**Assigned task:** Go through the entries, filter for the word "crates", and copy every line that has it.

[Start of Attachment]

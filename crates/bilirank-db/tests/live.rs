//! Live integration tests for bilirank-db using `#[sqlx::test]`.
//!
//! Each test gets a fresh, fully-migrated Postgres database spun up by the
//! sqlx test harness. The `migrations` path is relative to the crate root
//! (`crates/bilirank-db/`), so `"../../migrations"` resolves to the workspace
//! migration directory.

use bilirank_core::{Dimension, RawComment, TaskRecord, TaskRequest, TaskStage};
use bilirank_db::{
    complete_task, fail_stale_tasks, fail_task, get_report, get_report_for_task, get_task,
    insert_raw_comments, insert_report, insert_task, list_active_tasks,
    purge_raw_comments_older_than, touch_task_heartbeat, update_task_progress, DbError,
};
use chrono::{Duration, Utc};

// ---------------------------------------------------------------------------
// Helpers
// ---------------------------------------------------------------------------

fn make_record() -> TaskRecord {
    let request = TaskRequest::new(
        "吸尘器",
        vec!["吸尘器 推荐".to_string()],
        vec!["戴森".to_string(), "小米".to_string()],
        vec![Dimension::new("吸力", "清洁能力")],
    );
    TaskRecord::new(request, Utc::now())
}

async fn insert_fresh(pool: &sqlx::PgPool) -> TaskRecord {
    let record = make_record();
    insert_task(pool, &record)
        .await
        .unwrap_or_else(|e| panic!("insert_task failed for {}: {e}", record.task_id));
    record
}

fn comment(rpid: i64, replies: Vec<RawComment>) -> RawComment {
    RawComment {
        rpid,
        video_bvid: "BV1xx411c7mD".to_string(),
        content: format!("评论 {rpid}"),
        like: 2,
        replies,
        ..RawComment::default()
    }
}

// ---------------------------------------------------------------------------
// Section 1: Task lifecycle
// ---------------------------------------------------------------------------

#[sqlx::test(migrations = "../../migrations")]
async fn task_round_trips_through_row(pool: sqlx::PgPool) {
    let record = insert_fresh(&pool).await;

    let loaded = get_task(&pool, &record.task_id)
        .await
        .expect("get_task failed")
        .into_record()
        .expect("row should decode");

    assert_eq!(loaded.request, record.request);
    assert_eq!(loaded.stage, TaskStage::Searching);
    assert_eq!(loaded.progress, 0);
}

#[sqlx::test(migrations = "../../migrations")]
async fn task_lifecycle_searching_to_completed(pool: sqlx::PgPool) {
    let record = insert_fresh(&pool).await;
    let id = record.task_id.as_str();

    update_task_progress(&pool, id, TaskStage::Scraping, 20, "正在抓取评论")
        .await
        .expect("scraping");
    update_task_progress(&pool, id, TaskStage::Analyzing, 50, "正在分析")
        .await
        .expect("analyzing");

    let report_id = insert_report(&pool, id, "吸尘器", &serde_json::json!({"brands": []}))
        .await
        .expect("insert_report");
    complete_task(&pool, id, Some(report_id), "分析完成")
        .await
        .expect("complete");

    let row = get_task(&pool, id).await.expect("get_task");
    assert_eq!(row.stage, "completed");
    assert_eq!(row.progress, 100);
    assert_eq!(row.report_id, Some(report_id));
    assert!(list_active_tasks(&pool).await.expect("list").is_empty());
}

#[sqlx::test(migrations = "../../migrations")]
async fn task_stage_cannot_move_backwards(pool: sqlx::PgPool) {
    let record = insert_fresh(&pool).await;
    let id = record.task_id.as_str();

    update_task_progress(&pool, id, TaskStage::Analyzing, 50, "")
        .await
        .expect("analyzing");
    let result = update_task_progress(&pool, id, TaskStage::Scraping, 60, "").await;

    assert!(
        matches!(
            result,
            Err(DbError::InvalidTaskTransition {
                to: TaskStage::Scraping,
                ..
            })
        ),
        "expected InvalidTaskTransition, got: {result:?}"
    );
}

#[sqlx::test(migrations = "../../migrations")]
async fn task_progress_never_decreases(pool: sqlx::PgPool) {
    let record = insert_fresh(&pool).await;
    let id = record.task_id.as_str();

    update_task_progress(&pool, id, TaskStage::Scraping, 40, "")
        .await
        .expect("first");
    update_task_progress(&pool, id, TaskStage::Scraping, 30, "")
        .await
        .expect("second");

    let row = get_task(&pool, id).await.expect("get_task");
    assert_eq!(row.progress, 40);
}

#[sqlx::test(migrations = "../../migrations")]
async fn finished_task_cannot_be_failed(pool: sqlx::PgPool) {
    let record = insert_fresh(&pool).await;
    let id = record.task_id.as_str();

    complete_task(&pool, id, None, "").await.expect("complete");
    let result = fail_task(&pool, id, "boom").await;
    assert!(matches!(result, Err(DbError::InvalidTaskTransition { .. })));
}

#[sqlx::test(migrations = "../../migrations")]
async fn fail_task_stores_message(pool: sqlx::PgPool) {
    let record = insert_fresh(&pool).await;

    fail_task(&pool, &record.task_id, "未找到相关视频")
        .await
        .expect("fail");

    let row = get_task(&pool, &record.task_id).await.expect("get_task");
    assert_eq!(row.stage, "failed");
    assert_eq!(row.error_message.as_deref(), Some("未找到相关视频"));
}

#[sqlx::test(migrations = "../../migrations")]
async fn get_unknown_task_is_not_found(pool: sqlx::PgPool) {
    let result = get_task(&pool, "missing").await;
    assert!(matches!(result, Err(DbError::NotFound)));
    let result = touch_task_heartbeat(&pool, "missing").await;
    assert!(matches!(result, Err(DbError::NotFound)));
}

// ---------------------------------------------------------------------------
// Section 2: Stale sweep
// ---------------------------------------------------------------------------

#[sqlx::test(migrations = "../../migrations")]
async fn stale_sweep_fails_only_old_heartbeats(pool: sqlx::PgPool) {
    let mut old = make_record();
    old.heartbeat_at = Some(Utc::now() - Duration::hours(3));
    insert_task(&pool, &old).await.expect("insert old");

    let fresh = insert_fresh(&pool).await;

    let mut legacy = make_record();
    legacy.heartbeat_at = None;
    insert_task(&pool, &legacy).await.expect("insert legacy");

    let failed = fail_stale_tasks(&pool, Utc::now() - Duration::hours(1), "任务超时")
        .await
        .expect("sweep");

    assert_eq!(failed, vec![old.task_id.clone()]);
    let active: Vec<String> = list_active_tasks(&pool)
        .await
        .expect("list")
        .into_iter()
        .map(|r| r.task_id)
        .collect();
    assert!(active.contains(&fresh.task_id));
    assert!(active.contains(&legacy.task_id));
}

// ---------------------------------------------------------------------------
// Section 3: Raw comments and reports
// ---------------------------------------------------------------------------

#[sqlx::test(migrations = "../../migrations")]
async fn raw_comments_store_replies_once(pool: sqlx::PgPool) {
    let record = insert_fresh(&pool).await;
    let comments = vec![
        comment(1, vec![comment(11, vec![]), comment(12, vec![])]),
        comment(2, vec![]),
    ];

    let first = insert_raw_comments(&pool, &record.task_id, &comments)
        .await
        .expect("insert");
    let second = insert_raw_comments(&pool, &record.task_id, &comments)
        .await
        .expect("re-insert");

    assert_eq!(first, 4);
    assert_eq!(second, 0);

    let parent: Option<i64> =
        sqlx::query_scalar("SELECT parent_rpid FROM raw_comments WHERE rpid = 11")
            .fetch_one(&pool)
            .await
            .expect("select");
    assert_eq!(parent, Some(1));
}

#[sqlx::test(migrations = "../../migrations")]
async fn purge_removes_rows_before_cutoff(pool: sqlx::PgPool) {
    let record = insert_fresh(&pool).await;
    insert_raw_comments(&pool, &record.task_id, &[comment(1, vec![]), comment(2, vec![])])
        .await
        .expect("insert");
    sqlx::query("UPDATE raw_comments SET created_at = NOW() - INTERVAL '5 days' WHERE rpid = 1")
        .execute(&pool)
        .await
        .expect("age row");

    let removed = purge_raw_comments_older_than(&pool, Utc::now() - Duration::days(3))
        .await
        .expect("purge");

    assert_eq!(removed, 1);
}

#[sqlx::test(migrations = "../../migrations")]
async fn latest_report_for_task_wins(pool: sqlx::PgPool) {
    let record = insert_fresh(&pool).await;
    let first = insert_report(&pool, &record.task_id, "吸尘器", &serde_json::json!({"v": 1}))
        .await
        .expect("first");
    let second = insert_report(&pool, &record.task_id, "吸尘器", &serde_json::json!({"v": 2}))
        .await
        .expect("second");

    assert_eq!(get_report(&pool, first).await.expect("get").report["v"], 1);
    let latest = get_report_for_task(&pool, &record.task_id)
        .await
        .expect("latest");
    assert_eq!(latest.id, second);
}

[End of Attachment]

**Exercise solution:**
filename crates/bilirank-db/tests/live.rs
//! (`crates/bilirank-db/`), so `"../../migrations"` resolves to the workspace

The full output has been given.